Policy brief: The Retail Distribution Review and small pension pots

The Retail Distribution Review (RDR), under the auspices of the Financial Services Authority (FSA), arrives at a decisive moment in the development of the UK pension system. We are experiencing a significant rise in the number of people enrolled in ‘defined contribution’ pension schemes, meaning that more people will be required to make investment and decumulation decisions for themselves. Essentially, the role of financial advice will become paramount within the pension system – just as one of the most significant transformations in the regulatory environment for financial advice gets underway.

To establish the quality and independence of financial advice, RDR changes will mean that financial advisers will have to charge clients directly for the provision of advice, rather than receive commission from product providers. While ostensibly laudable, the public appears reluctant to pay up-front fees for financial advice. The RDR also introduces new professional standards for financial advisers. The new regulatory regime will increase the cost of providing advice, which may mean that providing advice at affordable rates becomes prohibitive for many advisers.

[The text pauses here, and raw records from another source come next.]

/// Security response headers
///
/// Adds the usual browser-hardening headers to every response. The API
/// serves JSON only, so the policy is strict: no framing, no sniffing, no
/// cross-origin resource loading.
///
/// HSTS is opt-in because it only makes sense behind HTTPS; enable it in
/// production deployments.
use axum::extract::Request;
use axum::http::{HeaderName, HeaderValue};
use axum::response::Response;
use std::task::{Context, Poll};
use tower::{Layer, Service};

/// Header set applied to every response
fn security_headers() -> [(HeaderName, HeaderValue); 4] {
    [
        (
            HeaderName::from_static("x-content-type-options"),
            HeaderValue::from_static("nosniff"),
        ),
        (
            HeaderName::from_static("x-frame-options"),
            HeaderValue::from_static("DENY"),
        ),
        (
            HeaderName::from_static("referrer-policy"),
            HeaderValue::from_static("strict-origin-when-cross-origin"),
        ),
        (
            HeaderName::from_static("content-security-policy"),
            HeaderValue::from_static("default-src 'none'; frame-ancestors 'none'"),
        ),
    ]
}

fn hsts_header() -> (HeaderName, HeaderValue) {
    (
        HeaderName::from_static("strict-transport-security"),
        HeaderValue::from_static("max-age=31536000; includeSubDomains"),
    )
}

/// Layer that installs [`SecurityHeaders`]
#[derive(Clone)]
pub struct SecurityHeadersLayer {
    enable_hsts: bool,
}

impl SecurityHeadersLayer {
    /// `enable_hsts` should be true only when the service terminates TLS
    pub fn new(enable_hsts: bool) -> Self {
        Self { enable_hsts }
    }
}

impl<S> Layer<S> for SecurityHeadersLayer {
    type Service = SecurityHeaders<S>;

    fn layer(&self, inner: S) -> Self::Service {
        SecurityHeaders {
            inner,
            enable_hsts: self.enable_hsts,
        }
    }
}

/// Service wrapper that stamps the headers onto responses
#[derive(Clone)]
pub struct SecurityHeaders<S> {
    inner: S,
    enable_hsts: bool,
}

impl<S> Service<Request> for SecurityHeaders<S>
where
    S: Service<Request, Response = Response> + Send + 'static,
    S::Future: Send + 'static,
{
    type Response = S::Response;
    type Error = S::Error;
    type Future = std::pin::Pin<
        Box<dyn std::future::Future<Output = Result<Self::Response, Self::Error>> + Send>,
    >;

    fn poll_ready(&mut self, cx: &mut Context<'_>) -> Poll<Result<(), Self::Error>> {
        self.inner.poll_ready(cx)
    }

    fn call(&mut self, request: Request) -> Self::Future {
        let future = self.inner.call(request);
        let enable_hsts = self.enable_hsts;

        Box::pin(async move {
            let mut response = future.await?;
            let headers = response.headers_mut();

            for (name, value) in security_headers() {
                headers.insert(name, value);
            }
            if enable_hsts {
                let (name, value) = hsts_header();
                headers.insert(name, value);
            }

            Ok(response)
        })
    }
}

This policy brief is concerned in particular with the implications of the RDR for people with small pension pots (SPPs). We know that people with SPPs are less likely to seek financial advice, therefore reducing the likelihood they will maximise their retirement income – if costs of advice increase, this trend is likely to intensify.

The first section outlines the background policy and economic issues to establish the context of the RDR’s impact on SPPs. It discusses the impact of population ageing and the high costs of living associated with increasing longevity, and the problem of undersaving and low pension scheme membership rates. It then details the growing incidence of SPPs, including information on the average size of pension pots, in the context of the rise of defined contribution pension schemes, before establishing the growing need for financial advice in the pensions system.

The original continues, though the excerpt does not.